29 April 2018

"New Beginnings" (sermon)

Chetwynd Shared Ministry
April 29, 2018
Scripture:  Acts 8:26-40

I’ve spent some time thinking back this week, on my first Sunday here at Chetwynd Shared Ministry 8 months ago.  I remember standing right here on the first Sunday in September, only knowing a handful of your names, and only knowing a few bits and pieces of the story of Chetwynd Shared Ministry.  I think that I confessed to you how nervous I was – nervous that you might not like my style of preaching; nervous about whether the Holy Spirit would give me words to preach week after week; nervous because what an awesome responsibility it to preach the good news of Jesus Christ.

And here we are, 8 months later.  Fortunately the Holy Spirit showed up most weeks to give me the words to string together into a sermon.  We have shared countless cups and pots of tea and coffee in the hall here at the church, in your homes, and in various restaurants around town.  I have felt honoured to be invited into your lives for this short period of time; and it has been a privilege to be entrusted with your stories.  We have laughed together, cried together, encouraged one another, learned from each other, and helped one another out.  We have broken bread together as companions on this journey; and now we have come to the end of this stage of the journey.

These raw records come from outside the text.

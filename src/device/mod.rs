pub mod display;
pub mod loader;
pub mod schema;

pub use schema::{Column, ColumnSet, DeviceRecord, DeviceTable};
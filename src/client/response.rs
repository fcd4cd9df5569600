use serde_json::{Map, Value};

use crate::error::{Error, Result};

pub const STATUS_OK: &str = "ok";
const GENERIC_REJECTION: &str = "failed to get LibreNMS device list via API";

/// Envelope returned by `GET /api/v0/devices/`
#[derive(Debug, Default)]
pub struct ApiResponse {
    pub count: Option<u64>,
    pub devices: Vec<Map<String, Value>>,
}

impl ApiResponse {
    /// Parse a response body.
    ///
    /// Only `status` is checked before anything else is looked at. `count` is
    /// read leniently, `devices` must be a list of objects on success.
    pub fn parse(body: &str) -> Result<ApiResponse> {
        let json: Map<String, Value> = serde_json::from_str(body)?;

        if json.get("status").and_then(Value::as_str) != Some(STATUS_OK) {
            let message = json
                .get("message")
                .and_then(Value::as_str)
                .unwrap_or(GENERIC_REJECTION);
            return Err(Error::ApiRejection(message.to_string()));
        }

        let count = match json.get("count") {
            Some(Value::Number(n)) => n.as_u64(),
            Some(Value::String(s)) => s.trim().parse().ok(),
            _ => None,
        };

        let devices = match json.get("devices") {
            None | Some(Value::Null) => Vec::new(),
            Some(list) => serde_json::from_value(list.clone())?,
        };

        Ok(ApiResponse { count, devices })
    }

    /// Reported device count, or the list length when the server omits it
    pub fn device_count(&self) -> u64 {
        self.count.unwrap_or(self.devices.len() as u64)
    }
}
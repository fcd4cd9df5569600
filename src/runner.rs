use owo_colors::OwoColorize;
use std::path::PathBuf;

use crate::client;
use crate::config::config::DEFAULT_ENV_FILE;
use crate::config::{Config, FileConfig, Options, loader};
use crate::device::DeviceTable;
use crate::device::display::render_tail;
use crate::error::{Error, Result};
use crate::export;

/// Rows echoed to the console after a successful export
pub const TAIL_ROWS: usize = 6;
const RULE_WIDTH: usize = 80;

pub struct ExportSummary {
    pub table: DeviceTable,
    pub path: PathBuf,
}

/// Read the settings file and dotenv file, then resolve the run configuration
pub fn load_config(options: &Options) -> Result<Config> {
    let file = match &options.config_file {
        Some(path) => loader::load_from_file(path)
            .map_err(|e| Error::Config(format!("{}: {e:#}", path.display())))?,
        None => FileConfig::default(),
    };

    let (env_file, required) = match &options.env_file {
        Some(path) => (path.clone(), true),
        None => (PathBuf::from(DEFAULT_ENV_FILE), false),
    };
    loader::load_env_file(&env_file, required).map_err(|e| Error::Config(format!("{e:#}")))?;

    Config::resolve(options, &file, |key| std::env::var(key).ok())
}

/// Fetch the device table and write it out
pub fn execute(config: &Config) -> Result<ExportSummary> {
    let table = client::fetch_devices(config)?;
    log::debug!("fetched {} devices", table.len());

    let path = export::export(&table, config.format(), config.output_path())?;
    log::debug!("export finished");

    Ok(ExportSummary { table, path })
}

/// Full run: configure, fetch, export, then print the last rows
pub fn run(options: &Options) -> Result<()> {
    let config = load_config(options)?;
    log::debug!("configuration loaded");

    println!("{}", rule("Getting LibreNMS Devices from API").bold());
    log::info!("LibreNMS URL: {}", config.url());

    let summary = execute(&config)?;
    print!("{}", render_tail(&summary.table, TAIL_ROWS));
    Ok(())
}

fn rule(title: &str) -> String {
    let padding = RULE_WIDTH.saturating_sub(title.chars().count() + 2);
    let left = padding / 2;
    format!(
        "{} {title} {}",
        "─".repeat(left),
        "─".repeat(padding - left)
    )
}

I was glad when I saw the reading from the Acts of the Apostles that is assigned to this Sunday – the story of Philip and the nameless Ethiopian eunuch.  This is the story about two people who are brought together for a specific purpose, for a specific period of time.  Both of them were changed by the encounter; and after journeying together for a certain period, they parted ways, each to continue in their assigned ministry in their own location.

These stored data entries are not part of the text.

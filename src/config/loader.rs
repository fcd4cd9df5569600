use anyhow::{Context, Result, bail};
use std::path::Path;

use crate::config::FileConfig;

/// Parse a TOML or YAML settings file, picked by extension
pub fn load_from_file(file_path: &Path) -> Result<FileConfig> {
    let contents = std::fs::read_to_string(file_path).context("error reading config file")?;
    let extension = file_path
        .extension()
        .and_then(|e| e.to_str())
        .map(str::to_ascii_lowercase);

    let config: FileConfig = match extension.as_deref() {
        Some("toml") => toml::from_str(&contents).context("toml parsing failed")?,
        Some("yml") | Some("yaml") => {
            serde_yml::from_str(&contents).context("yaml parsing failed")?
        }
        _ => bail!("unrecognized config file extension (expected .toml, .yml or .yaml)"),
    };
    Ok(config)
}

/// Load `KEY=value` pairs from a dotenv file into the process environment.
///
/// Variables already set in the environment win. A missing file is only an
/// error when `required` is set.
pub fn load_env_file(file_path: &Path, required: bool) -> Result<()> {
    match dotenvy::from_path(file_path) {
        Ok(()) => {
            log::debug!("loaded environment from {}", file_path.display());
            Ok(())
        }
        Err(e) if e.not_found() && !required => {
            log::debug!("no env file at {}, using process environment", file_path.display());
            Ok(())
        }
        Err(e) => Err(e).with_context(|| format!("error loading {}", file_path.display())),
    }
}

Now Philip is an interesting character.  His primary calling was as a Deacon – a ministry of service – of feeding the poor and serving the community of disciples.  But God knew that he was the one who was needed to preach to the Ethiopian eunuch.  And so God sent a messenger, an angel, to Philip, telling him where to go.  Now fortunately Philip listened to the message he was given, and he headed south from Jerusalem.  He got up and went, as the reading tells us.

Now when Philip arrived at the appointed place, there was a carriage traveling along – a carriage from the Ethiopian court, carrying the official who was in charge of the entire Ethiopian treasury.  In modern terms, here is one of the top cabinet ministers in the Ethiopian government.  And what does Philip do?  He runs up along side the carriage, and starts up a conversation.

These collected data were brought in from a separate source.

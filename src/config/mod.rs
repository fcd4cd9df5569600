pub mod config;
pub mod loader;
pub mod schema;

pub use config::{Config, Options};
pub use schema::FileConfig;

When I try to imagine the scene, I usually end up somewhere close to laughter.  Here is the fancy carriage, with the high-up official; and alongside it, Philip is running – the street preacher from the back country.

And yet, despite the obvious difference in status, the Ethiopian court official invites Philip to join him in the carriage.  Then as they travel along, Philip tells the Ethiopian about the good news of Jesus Christ, who was crucified and then rose from the dead.  The Ethiopian comes to believe in, to put his trust in Jesus Christ; and he asks to be baptized.  And there, in a small pool of water in the middle of the desert wilderness, Philip baptizes the Ethiopian, and he is reborn in Jesus Christ.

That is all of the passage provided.